Demokrasi Singapura Singapura menjadi sebuah negara yang merdeka pada tanggal 5 Agustus 1955. Sebelumnya Singapura bergabung dengan Malaysia menjadi sebuah negara federal (negara bagian Malaysia tahun 1953-1955). Karena konflik politik, akhirnya Singapura keluar dari federasi Malaysia. Hal ini terjadi pada tahun 1955. Ketika itu orang-orang Melayu mempunyai program Malay for Malayu, membuat Singapura yang 75% penduduknya etnis Tionghua tersinggung dan ingin membentuk negara sendiri. Sistem pemerintahan Singapura adalah sistem demokrasi parlementer dengan model westminder. Presiden adalah kepala negara. Sedangkan kepala pemerintahan adalah perdana menteri (prime minister). Parlemen dibagi menjadi dua kamar: Kongres atau Majelis Tinggi dan Majelis Rendah (House of Low) yang semula mempunyai 81 anggota. Pemilihan anggota parlemen dilaksanakan 4 tahun sekali. Anggota parlemen memilih PM. Sedangkan PM sebagai kepala pemerintahan membentuk kabinet berdasarkan rangking dan mendapat persetujuan dari pemerintah. Sampai tahun 1991, secara seremonial pemilihan

presiden dilakukan setelah pengisian anggota parlemen. Di dalam konstitusi Singapura, diamanatkan untuk melakukan pemilihan langsung terhadap posisi presiden. Jadi kekuasaan seorang presiden semakin kuat (The Encyclopedia Britannica. Log, Cit, hal. 769-788). Dalam suatu tatanan kehidupan masyarakat bangsa yang demokratis, peran rakyat di arena politik nasional, melalui pembentukan sebuah pemerintahan, ditempuh melalui pemilihan umum. Dalam pemilu tersebut, rakyat memilih wakil-wakilnya untuk memerintah. Negara yang mempunyai jumlah penduduk statis (4 juta jiwa) itu terdiri dari 75% etnis China, 15% Melayu, 5 % India. Panggung politik Singapura tetap didominasi oleh People Action Party/Partai Aksi Rakyat (PAP), partai yang didirikan oleh mantan PM Lee Kuan Yew. PAP merupakan the ruling party. Kubu oposisi baru bisa memperoleh kursi di parlemen pada pemilu 1981. Ketika itu Partai Pekerja mampu memasukkan kadernya lewat pemilu susulan.

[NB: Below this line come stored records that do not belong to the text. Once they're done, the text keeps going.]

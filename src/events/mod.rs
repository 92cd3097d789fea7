pub mod event_bus;
pub mod types;

pub use event_bus::{EventBus, EventFilter, EventSubscriber};
pub use types::{OfflineEvent, ProgressEvent, StatusEvent};
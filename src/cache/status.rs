use std::collections::BTreeMap;
use std::sync::Arc;
use tracing::warn;

use super::blob_store::BlobStore;
use super::keys::chunk_key;
use crate::db::repository::OfflineRepository;
use crate::models::{
    BookDownloadRecord, BookId, BookStatus, BookStatusSummary, FileDownloadState, FileStatus,
    FileStatusSummary,
};

/// Whether every byte of `file` is present in the blob store.
///
/// Chunked files need all of their chunks; a file whose total is still
/// unknown can't be proven complete.
pub(crate) async fn is_file_cached(blobs: &BlobStore, file: &FileDownloadState) -> Option<bool> {
    if !file.chunked {
        return Some(blobs.contains(&file.url).await);
    }

    let chunk_count = file.chunk_count();
    if chunk_count == 0 {
        return None;
    }
    for index in 0..chunk_count {
        if !blobs.contains(&chunk_key(&file.url, index, file.chunk_size)).await {
            return Some(false);
        }
    }
    Some(true)
}

/// Answers "how far along is book X" from the metadata store, corrected by
/// what the blob store actually holds.
#[derive(Clone)]
pub struct StatusReporter {
    repository: Arc<dyn OfflineRepository>,
    blobs: BlobStore,
}

impl StatusReporter {
    pub fn new(repository: Arc<dyn OfflineRepository>, blobs: BlobStore) -> Self {
        Self { repository, blobs }
    }

    pub async fn query(&self, book_ids: &[BookId]) -> BTreeMap<String, BookStatusSummary> {
        let mut books = BTreeMap::new();
        for book_id in book_ids {
            let summary = self.book_status(book_id).await;
            books.insert(book_id.to_string(), summary);
        }
        books
    }

    pub async fn book_status(&self, book_id: &BookId) -> BookStatusSummary {
        match self.repository.get_book(book_id).await {
            Ok(Some(record)) => self.summarize(&record).await,
            Ok(None) => BookStatusSummary::not_started(),
            Err(e) => {
                warn!("Failed to load record for {}: {:#}", book_id, e);
                BookStatusSummary {
                    error: Some(format!("{e:#}")),
                    ..BookStatusSummary::not_started()
                }
            }
        }
    }

    async fn summarize(&self, record: &BookDownloadRecord) -> BookStatusSummary {
        let mut files = Vec::with_capacity(record.files.len());
        for file in &record.files {
            // The blob store wins over the persisted status when they disagree
            let ready = match is_file_cached(&self.blobs, file).await {
                Some(cached) => cached,
                None => file.status == FileStatus::Ready,
            };

            let (status, bytes_downloaded) = if ready {
                (FileStatus::Ready, file.bytes_total)
            } else if file.status == FileStatus::Ready {
                // Persisted as ready but evicted since
                (FileStatus::Queued, 0)
            } else {
                (file.status, file.bytes_downloaded.min(file.bytes_total))
            };

            files.push(FileStatusSummary {
                file_id: file.file_id.clone(),
                url: file.url.clone(),
                status,
                bytes_total: file.bytes_total,
                bytes_downloaded,
            });
        }

        let bytes_total: u64 = files.iter().map(|f| f.bytes_total).sum();
        let bytes_downloaded: u64 = files.iter().map(|f| f.bytes_downloaded).sum();
        let all_ready = !files.is_empty() && files.iter().all(|f| f.status == FileStatus::Ready);

        let status = if files.is_empty() {
            BookStatus::Failed
        } else if all_ready {
            BookStatus::Ready
        } else {
            aggregate_status(record.status, &files)
        };

        let progress = if all_ready {
            1.0
        } else if bytes_total > 0 {
            (bytes_downloaded as f64 / bytes_total as f64).min(1.0)
        } else {
            0.0
        };

        BookStatusSummary {
            status,
            progress,
            bytes_total,
            bytes_downloaded,
            error: record.error.clone(),
            files,
        }
    }
}

/// `failed` > `downloading` > `queued` > `partial`.
///
/// Only a record that is still in flight can be queued or downloading; a
/// finished record with missing bytes (evicted since) is partial.
fn aggregate_status(record_status: BookStatus, files: &[FileStatusSummary]) -> BookStatus {
    let any = |status: FileStatus| files.iter().any(|f| f.status == status);

    if any(FileStatus::Failed) {
        BookStatus::Failed
    } else if !record_status.is_unfinished() {
        BookStatus::Partial
    } else if record_status == BookStatus::Downloading || any(FileStatus::Downloading) {
        BookStatus::Downloading
    } else {
        BookStatus::Queued
    }
}

#[cfg(test)]
mod tests {
    use super::*;
    use crate::cache::blob_store::BlobMeta;
    use crate::db::repository::OfflineRepositoryImpl;
    use crate::models::{FileId, MediaType};
    use crate::test_utils::{TestDatabase, temp_blob_store};

    fn file(url: &str, status: FileStatus, total: u64, chunked: bool) -> FileDownloadState {
        FileDownloadState {
            url: url.to_string(),
            bytes_total: total,
            bytes_downloaded: 0,
            file_id: FileId::new(url.rsplit('/').next().unwrap_or(url)),
            media_type: if chunked { MediaType::Audiobook } else { MediaType::Ebook },
            status,
            chunked,
            chunk_size: if chunked { 5 } else { 0 },
        }
    }

    async fn setup() -> (TestDatabase, tempfile::TempDir, Arc<OfflineRepositoryImpl>, BlobStore) {
        let db = TestDatabase::new().await.unwrap();
        let (dir, blobs) = temp_blob_store().await;
        let repo = Arc::new(OfflineRepositoryImpl::new(db.connection()));
        (db, dir, repo, blobs)
    }

    #[tokio::test]
    async fn test_unknown_book_is_not_started() {
        let (_db, _dir, repo, blobs) = setup().await;
        let reporter = StatusReporter::new(repo, blobs);

        let books = reporter.query(&[BookId::new("nope")]).await;
        let summary = &books["nope"];
        assert_eq!(summary.status, BookStatus::NotStarted);
        assert_eq!(summary.progress, 0.0);
        assert_eq!(summary.bytes_total, 0);
    }

    #[tokio::test]
    async fn test_cache_overrides_lagging_status() {
        let (_db, _dir, repo, blobs) = setup().await;
        let url = "https://m.example/file/a.epub";

        let mut record = BookDownloadRecord::new(
            BookId::new("b"),
            vec![file(url, FileStatus::Downloading, 4, false)],
        );
        record.status = BookStatus::Downloading;
        repo.put_book(&record).await.unwrap();
        blobs.put(url, b"abcd", BlobMeta::new(url)).await.unwrap();

        let reporter = StatusReporter::new(repo, blobs);
        let summary = reporter.book_status(&BookId::new("b")).await;
        assert_eq!(summary.status, BookStatus::Ready);
        assert_eq!(summary.bytes_downloaded, 4);
        assert_eq!(summary.progress, 1.0);
    }

    #[tokio::test]
    async fn test_chunked_file_needs_every_chunk() {
        let (_db, _dir, repo, blobs) = setup().await;
        let url = "https://m.example/stream/a.mp3";

        let record = BookDownloadRecord::new(
            BookId::new("b"),
            vec![file(url, FileStatus::Queued, 13, true)],
        );
        repo.put_book(&record).await.unwrap();
        blobs
            .put(&chunk_key(url, 0, 5), b"abcde", BlobMeta::new(""))
            .await
            .unwrap();

        let reporter = StatusReporter::new(repo, blobs.clone());
        assert_eq!(
            reporter.book_status(&BookId::new("b")).await.status,
            BookStatus::Queued
        );

        for index in 1..3 {
            blobs
                .put(&chunk_key(url, index, 5), b"x", BlobMeta::new(""))
                .await
                .unwrap();
        }
        assert_eq!(
            reporter.book_status(&BookId::new("b")).await.status,
            BookStatus::Ready
        );
    }

    #[tokio::test]
    async fn test_status_precedence() {
        let (_db, _dir, repo, blobs) = setup().await;

        let mut failed = BookDownloadRecord::new(
            BookId::new("failed"),
            vec![
                file("https://m/file/1", FileStatus::Failed, 10, false),
                file("https://m/file/2", FileStatus::Downloading, 10, false),
            ],
        );
        failed.status = BookStatus::Downloading;
        repo.put_book(&failed).await.unwrap();

        let mut downloading = BookDownloadRecord::new(
            BookId::new("downloading"),
            vec![
                file("https://m/file/3", FileStatus::Queued, 10, false),
                file("https://m/file/4", FileStatus::Downloading, 10, false),
            ],
        );
        downloading.status = BookStatus::Downloading;
        repo.put_book(&downloading).await.unwrap();

        let queued = BookDownloadRecord::new(
            BookId::new("queued"),
            vec![file("https://m/file/5", FileStatus::Queued, 10, false)],
        );
        repo.put_book(&queued).await.unwrap();

        let mut evicted = BookDownloadRecord::new(
            BookId::new("evicted"),
            vec![file("https://m/file/6", FileStatus::Ready, 10, false)],
        );
        evicted.status = BookStatus::Ready;
        repo.put_book(&evicted).await.unwrap();

        let reporter = StatusReporter::new(repo, blobs);
        let books = reporter
            .query(&[
                BookId::new("failed"),
                BookId::new("downloading"),
                BookId::new("queued"),
                BookId::new("evicted"),
            ])
            .await;

        assert_eq!(books["failed"].status, BookStatus::Failed);
        assert_eq!(books["downloading"].status, BookStatus::Downloading);
        assert_eq!(books["queued"].status, BookStatus::Queued);
        assert_eq!(books["evicted"].status, BookStatus::Partial);
        assert_eq!(books["evicted"].bytes_downloaded, 0);
    }
}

Dalam setiap pemilu, negara ini menggunakan sistem distrik dalam setiap pesta demokrasi. Pemikiran politik Lee Kuan Yew mampu menciptakan strong governance, yakni bagaimana membuat sistem politik memberikan ruang terhadap reformasi politik memperkuat lembaga presiden, dan memberi jaminan kursi kepada oposisi. Dengan strategi ini, pada satu pihak diharapkan dapat menjamin kestabilan sistem, dan pada sisi lain diharapkan mampu membatasi pengaruh oposisi. Akan tetapi tindakan ini bukan bermakna melakukan liberalisasi politik. Jadi, kubu oposisi tidak berkembang, memang sudah dirancang oleh arsitek politik Singapura. Ada dua alasan mengapa kubu oposisi tidak mampu mempunyai pengaruh yang signifikan dalam kehidupan politik. Pertama, pihak oposisi tidak mempunyai tokoh yang handal dan setara dengan Lee Kuan Yew, Gooh Tjoh Tong, BG Lee. Kedua, kubu oposisi tidak mudah memberikan wacana alternatif, sebab ruang lingkupnya sudah dibatasi.